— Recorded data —
BEGIN
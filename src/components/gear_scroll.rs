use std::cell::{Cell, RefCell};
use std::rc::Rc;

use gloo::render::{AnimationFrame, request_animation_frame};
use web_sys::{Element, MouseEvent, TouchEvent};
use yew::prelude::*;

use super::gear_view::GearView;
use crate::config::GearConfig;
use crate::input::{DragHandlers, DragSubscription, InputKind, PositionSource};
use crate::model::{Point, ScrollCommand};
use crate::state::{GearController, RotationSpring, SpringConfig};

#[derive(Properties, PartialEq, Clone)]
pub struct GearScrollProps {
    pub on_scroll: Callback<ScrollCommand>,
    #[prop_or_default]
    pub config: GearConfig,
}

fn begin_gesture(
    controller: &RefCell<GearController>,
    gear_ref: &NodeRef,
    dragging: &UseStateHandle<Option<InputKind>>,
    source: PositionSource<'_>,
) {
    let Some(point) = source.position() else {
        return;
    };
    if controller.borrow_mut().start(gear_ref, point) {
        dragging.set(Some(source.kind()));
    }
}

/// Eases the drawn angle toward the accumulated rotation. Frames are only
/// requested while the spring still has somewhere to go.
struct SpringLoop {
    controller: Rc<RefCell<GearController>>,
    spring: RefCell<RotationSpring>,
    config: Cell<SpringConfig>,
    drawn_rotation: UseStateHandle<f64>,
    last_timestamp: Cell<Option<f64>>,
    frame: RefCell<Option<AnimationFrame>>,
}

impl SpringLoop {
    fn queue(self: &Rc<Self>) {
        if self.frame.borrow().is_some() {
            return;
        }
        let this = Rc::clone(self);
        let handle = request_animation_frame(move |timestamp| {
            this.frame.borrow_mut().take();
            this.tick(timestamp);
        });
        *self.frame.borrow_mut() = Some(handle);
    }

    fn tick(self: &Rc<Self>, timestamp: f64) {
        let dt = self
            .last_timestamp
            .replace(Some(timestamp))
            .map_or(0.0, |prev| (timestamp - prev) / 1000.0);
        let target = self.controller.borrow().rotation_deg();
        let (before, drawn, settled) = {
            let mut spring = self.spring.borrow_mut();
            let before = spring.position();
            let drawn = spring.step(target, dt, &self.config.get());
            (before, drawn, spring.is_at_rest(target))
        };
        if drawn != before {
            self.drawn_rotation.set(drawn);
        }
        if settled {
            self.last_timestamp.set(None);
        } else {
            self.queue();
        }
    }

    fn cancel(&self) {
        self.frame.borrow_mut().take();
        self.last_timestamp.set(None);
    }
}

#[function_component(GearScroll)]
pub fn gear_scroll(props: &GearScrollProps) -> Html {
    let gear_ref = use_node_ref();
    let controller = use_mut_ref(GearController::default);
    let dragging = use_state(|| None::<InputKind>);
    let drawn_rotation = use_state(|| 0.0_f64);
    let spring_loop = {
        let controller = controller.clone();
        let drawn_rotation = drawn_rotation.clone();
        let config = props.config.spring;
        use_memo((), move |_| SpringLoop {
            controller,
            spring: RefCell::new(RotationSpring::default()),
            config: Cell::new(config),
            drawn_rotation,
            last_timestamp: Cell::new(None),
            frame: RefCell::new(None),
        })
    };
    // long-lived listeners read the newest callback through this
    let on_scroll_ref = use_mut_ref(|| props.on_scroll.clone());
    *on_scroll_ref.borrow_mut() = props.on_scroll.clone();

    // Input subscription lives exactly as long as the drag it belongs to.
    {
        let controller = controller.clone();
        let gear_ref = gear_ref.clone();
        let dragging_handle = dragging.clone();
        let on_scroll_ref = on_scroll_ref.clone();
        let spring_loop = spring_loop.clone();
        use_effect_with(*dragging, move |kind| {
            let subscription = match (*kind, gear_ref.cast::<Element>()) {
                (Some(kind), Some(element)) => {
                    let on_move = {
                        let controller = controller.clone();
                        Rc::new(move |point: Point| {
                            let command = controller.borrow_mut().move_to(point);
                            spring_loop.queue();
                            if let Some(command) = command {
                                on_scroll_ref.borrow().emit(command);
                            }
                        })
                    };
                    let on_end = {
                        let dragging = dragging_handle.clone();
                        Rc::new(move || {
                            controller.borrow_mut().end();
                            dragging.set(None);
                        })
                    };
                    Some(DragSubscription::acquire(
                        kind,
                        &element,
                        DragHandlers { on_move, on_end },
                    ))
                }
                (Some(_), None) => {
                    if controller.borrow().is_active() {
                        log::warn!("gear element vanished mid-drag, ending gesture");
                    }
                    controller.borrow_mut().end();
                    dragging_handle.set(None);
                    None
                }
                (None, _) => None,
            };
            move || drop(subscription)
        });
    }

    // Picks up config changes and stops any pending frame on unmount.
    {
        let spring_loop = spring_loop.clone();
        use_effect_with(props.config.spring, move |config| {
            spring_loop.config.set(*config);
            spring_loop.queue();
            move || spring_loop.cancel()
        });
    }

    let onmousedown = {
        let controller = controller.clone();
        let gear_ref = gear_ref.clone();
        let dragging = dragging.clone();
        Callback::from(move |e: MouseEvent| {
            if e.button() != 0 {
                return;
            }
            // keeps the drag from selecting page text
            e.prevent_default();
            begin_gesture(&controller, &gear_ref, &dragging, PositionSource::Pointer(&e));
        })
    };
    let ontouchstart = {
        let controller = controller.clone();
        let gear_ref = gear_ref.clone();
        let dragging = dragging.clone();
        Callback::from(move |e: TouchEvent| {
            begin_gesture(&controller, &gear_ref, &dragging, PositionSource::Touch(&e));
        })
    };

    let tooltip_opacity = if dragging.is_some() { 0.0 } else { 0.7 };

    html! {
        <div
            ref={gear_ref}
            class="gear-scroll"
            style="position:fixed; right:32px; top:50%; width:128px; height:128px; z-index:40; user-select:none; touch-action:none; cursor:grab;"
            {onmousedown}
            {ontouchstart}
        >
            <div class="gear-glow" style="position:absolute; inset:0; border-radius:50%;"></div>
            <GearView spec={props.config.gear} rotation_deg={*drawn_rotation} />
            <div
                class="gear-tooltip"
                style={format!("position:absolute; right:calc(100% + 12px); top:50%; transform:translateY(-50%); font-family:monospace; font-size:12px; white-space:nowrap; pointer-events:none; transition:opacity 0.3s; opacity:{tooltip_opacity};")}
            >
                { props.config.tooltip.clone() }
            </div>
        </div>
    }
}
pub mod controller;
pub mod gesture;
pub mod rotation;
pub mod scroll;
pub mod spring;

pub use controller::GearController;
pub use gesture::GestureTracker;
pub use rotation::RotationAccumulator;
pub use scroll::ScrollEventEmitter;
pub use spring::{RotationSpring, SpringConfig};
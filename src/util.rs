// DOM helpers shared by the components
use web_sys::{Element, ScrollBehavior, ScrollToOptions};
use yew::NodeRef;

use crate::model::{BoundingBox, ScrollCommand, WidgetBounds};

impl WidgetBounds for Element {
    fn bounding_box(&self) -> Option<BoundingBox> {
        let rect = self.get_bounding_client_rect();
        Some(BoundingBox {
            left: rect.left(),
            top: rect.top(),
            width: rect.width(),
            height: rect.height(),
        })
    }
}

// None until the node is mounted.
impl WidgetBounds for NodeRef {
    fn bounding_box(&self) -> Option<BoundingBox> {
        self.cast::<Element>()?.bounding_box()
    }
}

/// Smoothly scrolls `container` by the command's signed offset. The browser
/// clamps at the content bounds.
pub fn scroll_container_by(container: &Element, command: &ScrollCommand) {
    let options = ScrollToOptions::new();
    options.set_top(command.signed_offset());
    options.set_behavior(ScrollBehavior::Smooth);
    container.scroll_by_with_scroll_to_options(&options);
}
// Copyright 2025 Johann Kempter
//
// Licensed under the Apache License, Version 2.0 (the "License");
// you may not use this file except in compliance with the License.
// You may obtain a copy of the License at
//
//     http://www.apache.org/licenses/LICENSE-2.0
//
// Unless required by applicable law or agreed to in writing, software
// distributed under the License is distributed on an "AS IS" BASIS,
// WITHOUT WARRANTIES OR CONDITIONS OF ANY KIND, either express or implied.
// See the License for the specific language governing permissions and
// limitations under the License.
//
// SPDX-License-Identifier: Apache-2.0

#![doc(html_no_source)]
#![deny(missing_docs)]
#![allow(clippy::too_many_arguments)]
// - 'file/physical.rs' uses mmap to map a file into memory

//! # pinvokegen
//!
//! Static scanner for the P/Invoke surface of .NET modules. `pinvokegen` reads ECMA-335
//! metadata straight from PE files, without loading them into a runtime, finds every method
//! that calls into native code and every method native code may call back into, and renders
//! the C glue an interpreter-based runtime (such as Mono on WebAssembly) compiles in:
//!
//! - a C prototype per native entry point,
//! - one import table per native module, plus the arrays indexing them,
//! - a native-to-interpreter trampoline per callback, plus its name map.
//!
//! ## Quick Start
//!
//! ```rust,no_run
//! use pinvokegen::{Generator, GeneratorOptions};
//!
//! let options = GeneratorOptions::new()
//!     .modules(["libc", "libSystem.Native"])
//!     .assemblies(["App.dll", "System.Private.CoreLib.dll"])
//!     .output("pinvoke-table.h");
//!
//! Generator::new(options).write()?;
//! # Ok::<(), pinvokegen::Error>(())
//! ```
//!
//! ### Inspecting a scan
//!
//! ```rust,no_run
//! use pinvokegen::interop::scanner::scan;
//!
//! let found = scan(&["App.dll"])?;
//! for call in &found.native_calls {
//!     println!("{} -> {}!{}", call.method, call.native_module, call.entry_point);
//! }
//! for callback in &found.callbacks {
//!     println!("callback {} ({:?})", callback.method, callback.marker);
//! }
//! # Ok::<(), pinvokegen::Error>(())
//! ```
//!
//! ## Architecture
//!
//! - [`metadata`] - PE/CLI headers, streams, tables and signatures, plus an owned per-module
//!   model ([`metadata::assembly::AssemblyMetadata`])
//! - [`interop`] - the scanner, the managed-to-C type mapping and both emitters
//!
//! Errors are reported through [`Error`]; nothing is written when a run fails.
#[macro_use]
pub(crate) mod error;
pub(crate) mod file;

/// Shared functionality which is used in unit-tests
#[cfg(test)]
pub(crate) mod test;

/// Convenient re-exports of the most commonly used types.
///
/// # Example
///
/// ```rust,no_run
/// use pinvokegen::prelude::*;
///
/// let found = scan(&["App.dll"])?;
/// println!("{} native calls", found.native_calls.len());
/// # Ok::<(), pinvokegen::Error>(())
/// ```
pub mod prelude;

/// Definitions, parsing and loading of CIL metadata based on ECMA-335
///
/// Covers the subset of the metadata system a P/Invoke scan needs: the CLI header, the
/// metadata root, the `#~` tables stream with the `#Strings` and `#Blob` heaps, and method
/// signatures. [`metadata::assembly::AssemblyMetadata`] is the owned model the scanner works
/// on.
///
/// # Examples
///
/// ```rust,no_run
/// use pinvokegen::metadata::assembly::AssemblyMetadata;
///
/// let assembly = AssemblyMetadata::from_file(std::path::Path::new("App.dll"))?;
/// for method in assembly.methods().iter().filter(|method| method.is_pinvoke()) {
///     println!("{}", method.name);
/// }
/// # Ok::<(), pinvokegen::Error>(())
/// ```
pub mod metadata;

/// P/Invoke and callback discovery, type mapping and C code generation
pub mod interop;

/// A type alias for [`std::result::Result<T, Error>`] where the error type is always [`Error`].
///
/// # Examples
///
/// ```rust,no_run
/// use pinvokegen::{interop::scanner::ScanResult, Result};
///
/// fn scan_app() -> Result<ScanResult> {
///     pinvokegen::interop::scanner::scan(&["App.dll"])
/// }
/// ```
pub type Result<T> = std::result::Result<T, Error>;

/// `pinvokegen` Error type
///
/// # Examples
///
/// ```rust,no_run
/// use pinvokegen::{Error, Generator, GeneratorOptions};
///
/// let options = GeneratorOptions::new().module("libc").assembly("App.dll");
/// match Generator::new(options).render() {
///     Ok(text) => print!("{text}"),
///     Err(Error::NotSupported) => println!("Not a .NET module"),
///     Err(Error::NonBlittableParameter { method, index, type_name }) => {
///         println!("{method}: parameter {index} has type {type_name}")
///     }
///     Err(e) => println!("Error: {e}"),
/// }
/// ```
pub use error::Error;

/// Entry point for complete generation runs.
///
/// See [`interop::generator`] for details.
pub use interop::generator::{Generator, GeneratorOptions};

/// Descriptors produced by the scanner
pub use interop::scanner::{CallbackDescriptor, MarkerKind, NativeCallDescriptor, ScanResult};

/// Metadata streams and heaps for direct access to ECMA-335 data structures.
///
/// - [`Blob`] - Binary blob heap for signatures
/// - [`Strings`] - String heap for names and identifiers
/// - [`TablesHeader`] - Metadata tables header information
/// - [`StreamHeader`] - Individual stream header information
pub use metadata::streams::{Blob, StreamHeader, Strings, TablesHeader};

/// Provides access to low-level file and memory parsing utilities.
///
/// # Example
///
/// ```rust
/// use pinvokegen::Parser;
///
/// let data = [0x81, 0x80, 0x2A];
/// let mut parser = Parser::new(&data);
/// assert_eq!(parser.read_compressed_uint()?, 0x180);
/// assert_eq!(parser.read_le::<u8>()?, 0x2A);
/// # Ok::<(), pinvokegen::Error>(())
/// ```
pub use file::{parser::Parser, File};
END
— Try it —
Each line in the data that holds the string "SpringLoop" must be returned.

— Answer space —
struct SpringLoop {
impl SpringLoop {
        use_memo((), move |_| SpringLoop {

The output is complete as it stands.